Каким бы утопическим не показался сегодня нарисованный моими крупными мазками образ «идеального» слушателя, образованный европеец прошлых веков во многом соответствовал этим требованиям. Но, по счастливой случайности, неотъемлемым элементом европейского искусства является не только его глубокая укоренённость в почвенной мифологии и высокая культивированность восприятия, но и определённая (принципиальная) открытость, общительность и вариабельность толкования каждого произведения искусства.
И если то или иное индивидуальное восприятие соответствует хотя бы усечённому ряду основных требований (таких, например, как ощущение гармонических тяготений и навык цитатно-интонационного узнавания), то мёртвый набор звуков или нот вполне может ожить во время очередного контакта между музыкой и слушателем.
8. ( или глава восьмая, в которой говорится, что попытка понять музыку есть одновременно попытка понять самоё восприятие и возможна только как общение индивидуумов, обладающих необходимой подготовкой, и с учётом индивидуальных особенностей их восприятия )

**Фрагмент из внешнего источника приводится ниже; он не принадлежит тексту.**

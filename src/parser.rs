//! # Parser
//!
//! Turns decoded project text into a [`Document`].
//!
//! ## Layout
//! ```text
//! [#VERSION]
//! UST Version1.2
//! Charset=UTF-8
//! [#SETTING]
//! Tempo=120.00
//! ProjectName=demo
//! [#0000]
//! Length=480
//! Lyric=あ
//! NoteNum=60
//! [#TRACKEND]
//! ```
//!
//! Plugin files use the same layout with `[#PREV]`, `[#NEXT]`, `[#INSERT]`
//! and `[#DELETE]` sections and usually no `[#TRACKEND]`.
//!
//! ## Rules
//! - Each line is `key=value` or `key:value`; whichever separator comes
//!   first on the line wins.
//! - Unknown keys and lines without a separator are kept verbatim.
//! - A value that fails to parse is logged and its line kept verbatim;
//!   the entry stays unset.
//! - An empty value leaves non-string entries unset, except `PBM` where it
//!   is a single S-curve.
//! - `@preuttr`, `@overlap` and `@stpoint` are derived by fitting and are
//!   kept verbatim rather than parsed.
//! - Text without any section marker, content before the first marker and
//!   unknown `[#...]` markers are format errors.
//! - Everything after `[#TRACKEND]` is ignored.

use encoding_rs::Encoding;
use log::{debug, warn};

use crate::document::{Document, Header, HeaderField};
use crate::entry::EntryMut;
use crate::error::UstError;
use crate::note::{ExtraLine, Field, Note, SectionId};
use crate::settings::Settings;

const VERSION_PREFIX: &str = "UST Version";

/// Split a line at its first `=` or `:`.
pub fn split_key_value(line: &str) -> Option<(&str, &str)> {
    let at = line.find(['=', ':'])?;
    Some((&line[..at], &line[at + 1..]))
}

#[derive(Debug, Clone, Copy, PartialEq)]
enum Section {
    Preamble,
    Version,
    Setting,
    Note,
    End,
}

pub struct Parser<'a> {
    text: &'a str,
    section: Section,
    seen_marker: bool,
    header: Header,
    notes: Vec<Note>,
    track_end: bool,
}

impl<'a> Parser<'a> {
    pub fn new(text: &'a str) -> Self {
        Parser {
            text,
            section: Section::Preamble,
            seen_marker: false,
            header: Header::default(),
            notes: Vec::new(),
            track_end: false,
        }
    }

    pub fn parse(
        mut self,
        encoding: &'static Encoding,
        settings: Settings,
    ) -> Result<Document, UstError> {
        for (index, line) in self.text.lines().enumerate() {
            let line_no = index + 1;
            if self.section == Section::End {
                break;
            }
            if line.trim().is_empty() {
                continue;
            }
            if let Some(label) = section_label(line) {
                self.start_section(label, line_no)?;
                continue;
            }
            match self.section {
                Section::Preamble => {
                    return Err(UstError::FormatError {
                        line: line_no,
                        message: format!("'{}' is outside any section", line),
                    });
                }
                Section::Version => self.version_line(line),
                Section::Setting => self.setting_line(line, line_no),
                Section::Note => self.note_line(line, line_no),
                Section::End => {}
            }
        }

        if !self.seen_marker {
            return Err(UstError::FormatError {
                line: 0,
                message: "no section markers found".to_string(),
            });
        }

        Ok(Document::from_parts(
            self.header,
            self.notes,
            encoding,
            settings,
            self.track_end,
        ))
    }

    fn start_section(&mut self, label: &str, line_no: usize) -> Result<(), UstError> {
        self.seen_marker = true;
        self.section = match label {
            "#VERSION" => Section::Version,
            "#SETTING" => Section::Setting,
            "#TRACKEND" => {
                self.track_end = true;
                Section::End
            }
            _ => {
                let id = SectionId::parse(label).ok_or_else(|| UstError::FormatError {
                    line: line_no,
                    message: format!("unknown section [{}]", label),
                })?;
                self.notes.push(Note::with_id(id));
                Section::Note
            }
        };
        debug!("line {}: section [{}]", line_no, label);
        Ok(())
    }

    fn version_line(&mut self, line: &str) {
        if let Some(version) = line.strip_prefix(VERSION_PREFIX) {
            self.header.version.init(version.trim());
            return;
        }
        match split_key_value(line) {
            Some(("Charset", value)) => self.header.charset.init(value.trim()),
            _ => self.header.version_extras.push(extra(line)),
        }
    }

    fn setting_line(&mut self, line: &str, line_no: usize) {
        let Some((key, value)) = split_key_value(line) else {
            self.header.extras.push(extra(line));
            return;
        };
        let Some(field) = HeaderField::from_key(key) else {
            self.header.extras.push(extra(line));
            return;
        };
        let mut entry = self.header.entry_mut(field);
        if let Err(e) = init_entry(&mut entry, value) {
            warn!("line {}: {}: {}", line_no, field, e.at_line(line_no));
            self.header.extras.push(extra(line));
        }
    }

    fn note_line(&mut self, line: &str, line_no: usize) {
        let Some(note) = self.notes.last_mut() else {
            return;
        };
        let Some((key, value)) = split_key_value(line) else {
            note.push_extra(line, line);
            return;
        };
        let Some(field) = Field::from_key(key) else {
            note.push_extra(key, line);
            return;
        };
        let result = match note.entry_mut(field) {
            Some(mut entry) => init_entry(&mut entry, value),
            // runtime timing is recomputed by fitting
            None => {
                note.push_extra(key, line);
                return;
            }
        };
        if let Err(e) = result {
            warn!("line {}: {}", line_no, e.at_line(line_no));
            note.push_extra(key, line);
        }
    }
}

fn section_label(line: &str) -> Option<&str> {
    let line = line.trim();
    line.strip_prefix('[')?
        .strip_suffix(']')
        .filter(|label| label.starts_with('#'))
}

fn extra(line: &str) -> ExtraLine {
    let key = split_key_value(line).map_or(line, |(key, _)| key);
    ExtraLine {
        key: key.to_string(),
        line: line.to_string(),
    }
}

fn init_entry(entry: &mut EntryMut<'_>, value: &str) -> Result<(), UstError> {
    if value.is_empty() && !entry.view().accepts_empty() {
        return Ok(());
    }
    entry.init_from_str(value)
}

#[cfg(test)]
mod tests {
    use super::*;
    use crate::entry::CurveShape;
    use encoding_rs::UTF_8;

    fn parse(text: &str) -> Result<Document, UstError> {
        Parser::new(text).parse(UTF_8, Settings::default())
    }

    const SAMPLE: &str = "[#VERSION]\r\nUST Version1.2\r\nCharset=UTF-8\r\n[#SETTING]\r\nTempo=150.00\r\nTracks=1\r\nProject=demo\r\nVoiceDir=%VOICE%uta\r\nTool1=wavtool.exe\r\nTool2=resampler.exe\r\nMode2=True\r\n[#0000]\r\nLength=480\r\nLyric=R\r\nNoteNum=60\r\n[#0001]\r\nLength=960\r\nLyric=あ\r\nNoteNum=C#4\r\nPBS=-40;0\r\nPBW=80,#\r\nPBM=,s\r\nVBR=65,180,35,20,20,0,0\r\n[#TRACKEND]\r\n";

    #[test]
    fn test_parse_header() {
        let doc = parse(SAMPLE).unwrap();
        assert_eq!(doc.header.version.value(), "1.2");
        assert_eq!(doc.header.charset.value(), "UTF-8");
        assert_eq!(doc.tempo(), 150.0);
        assert_eq!(doc.header.project_name.value(), "demo");
        assert_eq!(doc.header.voice_dir.value(), "%VOICE%uta");
        assert_eq!(doc.header.tool1.value(), "wavtool.exe");
        assert_eq!(doc.header.tool2.value(), "resampler.exe");
        assert!(doc.header.mode2.value());
        assert_eq!(doc.header.extras().len(), 1);
        assert_eq!(doc.header.extras()[0].line, "Tracks=1");
    }

    #[test]
    fn test_parse_notes() {
        let doc = parse(SAMPLE).unwrap();
        assert_eq!(doc.len(), 2);
        let rest = doc.note(0).unwrap();
        assert!(rest.is_rest());
        assert_eq!(rest.id, SectionId::Index(0));

        let note = doc.note(1).unwrap();
        assert_eq!(note.length.value(), 960);
        assert_eq!(note.lyric.value(), "あ");
        assert_eq!(note.note_num.value(), 61);
        assert_eq!(note.pbs.time(), -40.0);
        assert_eq!(note.pbw.values(), &[80.0, 80.0]);
        assert_eq!(note.pbm.len(), 2);
        assert_eq!(note.vibrato.cycle(), 180.0);
        assert!(!note.length.is_updated());
    }

    #[test]
    fn test_colon_separator_and_first_separator_wins() {
        let doc = parse("[#SETTING]\nTempo:140\n[#0000]\nLyric=a:b\nLength:240\n").unwrap();
        assert_eq!(doc.tempo(), 140.0);
        let note = doc.note(0).unwrap();
        assert_eq!(note.lyric.value(), "a:b");
        assert_eq!(note.length.value(), 240);
    }

    #[test]
    fn test_missing_tempo_defaults() {
        let doc = parse("[#SETTING]\n[#0000]\nLyric=a\n").unwrap();
        assert_eq!(doc.tempo(), 120.0);
        assert!(!doc.header.tempo.has_value());
        assert!(!doc.track_end);
    }

    #[test]
    fn test_bad_values_are_kept_verbatim() {
        let doc = parse("[#0000]\nLength=long\nNoteNum=\nFoo=bar\nnoseparator\n@preuttr=12.5\n").unwrap();
        let note = doc.note(0).unwrap();
        assert!(!note.length.has_value());
        assert!(!note.note_num.has_value());
        assert!(!note.at_pre().has_value());
        let lines: Vec<&str> = note.extras().iter().map(|e| e.line.as_str()).collect();
        assert_eq!(lines, vec!["Length=long", "Foo=bar", "noseparator", "@preuttr=12.5"]);
        assert_eq!(note.extras()[0].key, "Length");
    }

    #[test]
    fn test_empty_string_value_is_a_value() {
        let doc = parse("[#0000]\nLabel=\n").unwrap();
        assert!(doc.note(0).unwrap().label.has_value());
    }

    #[test]
    fn test_empty_curve_shape_is_one_s_curve() {
        let doc = parse("[#0000]\nPBM=\nPBY=\n").unwrap();
        let note = doc.note(0).unwrap();
        assert!(note.pbm.has_value());
        assert_eq!(note.pbm.values(), &[CurveShape::SCurve]);
        assert!(!note.pby.has_value());
        assert!(doc.to_text().contains("PBM=\r\n"));
    }

    #[test]
    fn test_plugin_sections() {
        let doc = parse("[#SETTING]\n[#PREV]\nLyric=a\n[#0004]\nLyric=b\n[#INSERT]\nLyric=c\n[#DELETE]\n[#NEXT]\nLyric=d\n").unwrap();
        let ids: Vec<SectionId> = doc.notes().iter().map(|n| n.id).collect();
        assert_eq!(
            ids,
            vec![
                SectionId::Prev,
                SectionId::Index(4),
                SectionId::Insert,
                SectionId::Delete,
                SectionId::Next
            ]
        );
    }

    #[test]
    fn test_structural_errors() {
        assert!(matches!(
            parse("Lyric=a\nLength=480\n"),
            Err(UstError::FormatError { .. })
        ));
        assert!(matches!(parse(""), Err(UstError::FormatError { .. })));
        match parse("[#SETTING]\n[#BOGUS]\n") {
            Err(UstError::FormatError { line, .. }) => assert_eq!(line, 2),
            other => panic!("unexpected result: {:?}", other),
        }
    }

    #[test]
    fn test_lines_after_track_end_are_ignored() {
        let doc = parse("[#0000]\nLyric=a\n[#TRACKEND]\n[#BOGUS]\ngarbage\n").unwrap();
        assert_eq!(doc.len(), 1);
        assert!(doc.track_end);
    }

    #[test]
    fn test_split_key_value() {
        assert_eq!(split_key_value("a=b"), Some(("a", "b")));
        assert_eq!(split_key_value("a:b=c"), Some(("a", "b=c")));
        assert_eq!(split_key_value("a=b:c"), Some(("a", "b:c")));
        assert_eq!(split_key_value("abc"), None);
    }
}
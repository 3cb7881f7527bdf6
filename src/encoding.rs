//! # Encoding Resolution
//!
//! Project files come in whatever codepage the authoring machine used,
//! usually Shift_JIS, sometimes UTF-8 and occasionally GBK or Big5. This
//! module turns bytes into text by trying an ordered list of candidate
//! encodings and keeping the first that decodes without error.
//!
//! ## Candidate Order
//! 1. The caller's override, if any.
//! 2. The locale's legacy codepage.
//! 3. UTF-8.
//! 4. The fallback codepage (Shift_JIS unless configured).
//!
//! Duplicates are dropped, keeping the first position. Every attempt is
//! recorded, so a failure can name all the encodings that were tried.
//!
//! ## Usage
//! ```rust
//! use ust::encoding::{candidates, resolve};
//! use ust::Settings;
//!
//! let order = candidates(None, &Settings::default());
//! let decoded = resolve("あ".as_bytes(), &order).unwrap();
//! assert_eq!(decoded.text, "あ");
//! assert_eq!(decoded.encoding.name(), "UTF-8");
//! ```

use encoding_rs::{Encoding, BIG5, EUC_JP, EUC_KR, GBK, SHIFT_JIS, UTF_8};
use log::debug;

use crate::error::UstError;
use crate::settings::Settings;

/// Text decoded by [`resolve`] and the encoding that produced it.
#[derive(Debug, Clone, PartialEq)]
pub struct Decoded {
    pub text: String,
    pub encoding: &'static Encoding,
}

/// Outcome of decoding with one candidate.
#[derive(Debug, Clone, PartialEq)]
pub enum Attempt {
    Decoded(String),
    Malformed,
}

/// Look up an encoding by WHATWG label or Windows codepage name.
pub fn encoding_from_label(label: &str) -> Option<&'static Encoding> {
    let label = label.trim();
    match label.to_ascii_lowercase().as_str() {
        "cp932" | "ms932" => Some(SHIFT_JIS),
        "cp936" | "ms936" => Some(GBK),
        "cp949" => Some(EUC_KR),
        "cp950" => Some(BIG5),
        "eucjp" => Some(EUC_JP),
        _ => Encoding::for_label(label.as_bytes()),
    }
}

/// Legacy codepage implied by a POSIX locale string such as `ja_JP.eucJP`.
///
/// An explicit codeset wins. Otherwise the language decides: Japanese maps
/// to Shift_JIS, traditional Chinese to Big5, other Chinese to GBK, Korean
/// to EUC-KR and everything else to UTF-8.
pub fn encoding_for_locale(locale: &str) -> &'static Encoding {
    let locale = locale.split('@').next().unwrap_or_default();
    let (name, codeset) = match locale.split_once('.') {
        Some((name, codeset)) => (name, Some(codeset)),
        None => (locale, None),
    };
    if let Some(encoding) = codeset.and_then(encoding_from_label) {
        return encoding;
    }
    let language = name.split('_').next().unwrap_or_default();
    match language {
        "ja" => SHIFT_JIS,
        "ko" => EUC_KR,
        "zh" if name.ends_with("_TW") || name.ends_with("_HK") => BIG5,
        "zh" => GBK,
        _ => UTF_8,
    }
}

/// Locale codepage from the first non-empty of `LC_ALL`, `LC_CTYPE`, `LANG`.
pub fn locale_encoding_from_env() -> &'static Encoding {
    let locale = ["LC_ALL", "LC_CTYPE", "LANG"]
        .iter()
        .filter_map(|key| std::env::var(key).ok())
        .find(|value| !value.is_empty())
        .unwrap_or_default();
    encoding_for_locale(&locale)
}

/// Encoding declared by a `Charset=` line, if the bytes carry one.
pub fn declared_charset(bytes: &[u8]) -> Option<&'static Encoding> {
    bytes
        .split(|&b| b == b'\n')
        .map(|line| line.strip_suffix(b"\r").unwrap_or(line))
        .find_map(|line| line.strip_prefix(b"Charset="))
        .and_then(|label| std::str::from_utf8(label).ok())
        .and_then(encoding_from_label)
}

/// Ordered, duplicate-free candidate list.
pub fn candidates(
    override_encoding: Option<&'static Encoding>,
    settings: &Settings,
) -> Vec<&'static Encoding> {
    let ordered = [
        override_encoding,
        settings.locale_encoding,
        Some(UTF_8),
        Some(settings.fallback_encoding),
    ];
    let mut list: Vec<&'static Encoding> = Vec::with_capacity(ordered.len());
    for encoding in ordered.into_iter().flatten() {
        if !list.contains(&encoding) {
            list.push(encoding);
        }
    }
    list
}

/// Decode `bytes` strictly with one encoding. A UTF-8 byte order mark is
/// dropped.
pub fn decode_with(encoding: &'static Encoding, bytes: &[u8]) -> Attempt {
    let bytes = if encoding == UTF_8 {
        bytes.strip_prefix(b"\xEF\xBB\xBF").unwrap_or(bytes)
    } else {
        bytes
    };
    match encoding.decode_without_bom_handling_and_without_replacement(bytes) {
        Some(text) => Attempt::Decoded(text.into_owned()),
        None => Attempt::Malformed,
    }
}

/// Try each candidate in order and return the first clean decode.
pub fn resolve(bytes: &[u8], candidates: &[&'static Encoding]) -> Result<Decoded, UstError> {
    let mut attempted = Vec::with_capacity(candidates.len());
    for &encoding in candidates {
        attempted.push(encoding.name().to_string());
        match decode_with(encoding, bytes) {
            Attempt::Decoded(text) => {
                debug!("decoded {} bytes as {}", bytes.len(), encoding.name());
                return Ok(Decoded { text, encoding });
            }
            Attempt::Malformed => debug!("{} rejected the input", encoding.name()),
        }
    }
    Err(UstError::DecodeError { attempted })
}

/// Decode project bytes: the settings override, else a `Charset=` line,
/// heads the candidate list.
pub fn resolve_with(bytes: &[u8], settings: &Settings) -> Result<Decoded, UstError> {
    let override_encoding = settings.encoding.or_else(|| declared_charset(bytes));
    resolve(bytes, &candidates(override_encoding, settings))
}

/// Encode `text`, failing on characters the encoding cannot represent.
pub fn encode(text: &str, encoding: &'static Encoding) -> Result<Vec<u8>, UstError> {
    let (bytes, used, had_errors) = encoding.encode(text);
    if had_errors || used != encoding {
        return Err(UstError::EncodeError {
            encoding: encoding.name().to_string(),
            message: "text contains characters the encoding cannot represent".to_string(),
        });
    }
    Ok(bytes.into_owned())
}

#[cfg(test)]
mod tests {
    use super::*;

    #[test]
    fn test_candidate_order_and_dedup() {
        let settings = Settings {
            locale_encoding: Some(SHIFT_JIS),
            ..Settings::default()
        };
        assert_eq!(candidates(None, &settings), vec![SHIFT_JIS, UTF_8]);
        assert_eq!(
            candidates(Some(GBK), &settings),
            vec![GBK, SHIFT_JIS, UTF_8]
        );
        assert_eq!(
            candidates(None, &Settings::default()),
            vec![UTF_8, SHIFT_JIS]
        );
    }

    #[test]
    fn test_utf8_then_shift_jis() {
        let order = candidates(None, &Settings::default());

        let decoded = resolve("あいう".as_bytes(), &order).unwrap();
        assert_eq!(decoded.text, "あいう");
        assert_eq!(decoded.encoding, UTF_8);

        let (sjis, _, _) = SHIFT_JIS.encode("あいう");
        let decoded = resolve(&sjis, &order).unwrap();
        assert_eq!(decoded.text, "あいう");
        assert_eq!(decoded.encoding, SHIFT_JIS);
    }

    #[test]
    fn test_bom_is_stripped() {
        let decoded = resolve(b"\xEF\xBB\xBFabc", &[UTF_8]).unwrap();
        assert_eq!(decoded.text, "abc");
    }

    #[test]
    fn test_every_candidate_failing_names_them_all() {
        let err = resolve(&[0xff, 0xff, 0xff], &[UTF_8, SHIFT_JIS]).unwrap_err();
        match err {
            UstError::DecodeError { attempted } => {
                assert_eq!(attempted, vec!["UTF-8", "Shift_JIS"]);
            }
            other => panic!("unexpected error: {}", other),
        }
    }

    #[test]
    fn test_declared_charset() {
        assert_eq!(
            declared_charset(b"[#VERSION]\r\nUST Version1.2\r\nCharset=UTF-8\r\n"),
            Some(UTF_8)
        );
        assert_eq!(declared_charset(b"Charset=cp932\n"), Some(SHIFT_JIS));
        assert_eq!(declared_charset(b"[#SETTING]\nTempo=120\n"), None);
    }

    #[test]
    fn test_locale_mapping() {
        assert_eq!(encoding_for_locale("ja_JP.UTF-8"), UTF_8);
        assert_eq!(encoding_for_locale("ja_JP"), SHIFT_JIS);
        assert_eq!(encoding_for_locale("ja_JP.eucJP"), EUC_JP);
        assert_eq!(encoding_for_locale("zh_TW"), BIG5);
        assert_eq!(encoding_for_locale("zh_CN"), GBK);
        assert_eq!(encoding_for_locale("ko_KR"), EUC_KR);
        assert_eq!(encoding_for_locale("C"), UTF_8);
        assert_eq!(encoding_for_locale(""), UTF_8);
    }

    #[test]
    fn test_encode_rejects_unmappable_text() {
        assert!(encode("あ", SHIFT_JIS).is_ok());
        assert!(matches!(
            encode("한국어", SHIFT_JIS),
            Err(UstError::EncodeError { .. })
        ));
    }
}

Как следствие, каждый следующий контакт между произведением искусства и его, так сказать, потребителем состоит из неопределённого множества разнонаправленных факторов, всякий раз дающих уникальный (отчасти, прогнозируемый) результат, напрочь лишённый ожидаемого постоянства, цельности или константности. И всякий раз опускание в материал происходит сверху вниз, снова и снова возвращаясь и проходя все тезисы, шаги и ступени, начиная от первой. — Таким образом, всякое аналитическое знание о европейской музыке должно исходить, с одной стороны, из индивидуального человеческого (восприимчивого к основным параметрам уже в силу физиологической данности) восприятия (здесь и сейчас), как непременного условия её существования; а с другой — из множества элементов, образующих (подвижный и развивающийся) фундамент европейской культуры последних семи веков, и в первую очередь — основных элементов европейского музыкального языка (гармонические тяготения, многоголосная фактура, тематизм, формообразование, основные жанровые критерии). Никакого объективного знания здесь взыскать не стоит, — и человеку, не воспитавшему в своём восприятии необходимые навыки, не помогут ни учебники, ни дипломы, ни техническое владение тем или иным музыкальным инструментом. Для людей же, владеющих этими навыками и совершенствующих их, имеющих богатый опыт художественных переживаний и продолжающих его расширять, испытывающих потребность в художественном переживании как альтернативе условной вербализуемой, измеримой успехом и богатством реальности, постулируемой культурой, — открыт путь семантического музыкального анализа как углублённого и творчески насыщенного общения, в котором индивидуальные особенности восприятия одного не вступают в противоречие с особенностями другого, но дополняют их и обогащают опыт и понимание... Научная деятельность, близкая дискуссиям талмудических мудрецов и мало общего имеющая с гуманитарными лже’науками, построенными в эру позитивизма якобы «по модели» точных наук и до сих пор притязающими на некое умножение накопленного знания («сакрального», не иначе).[10]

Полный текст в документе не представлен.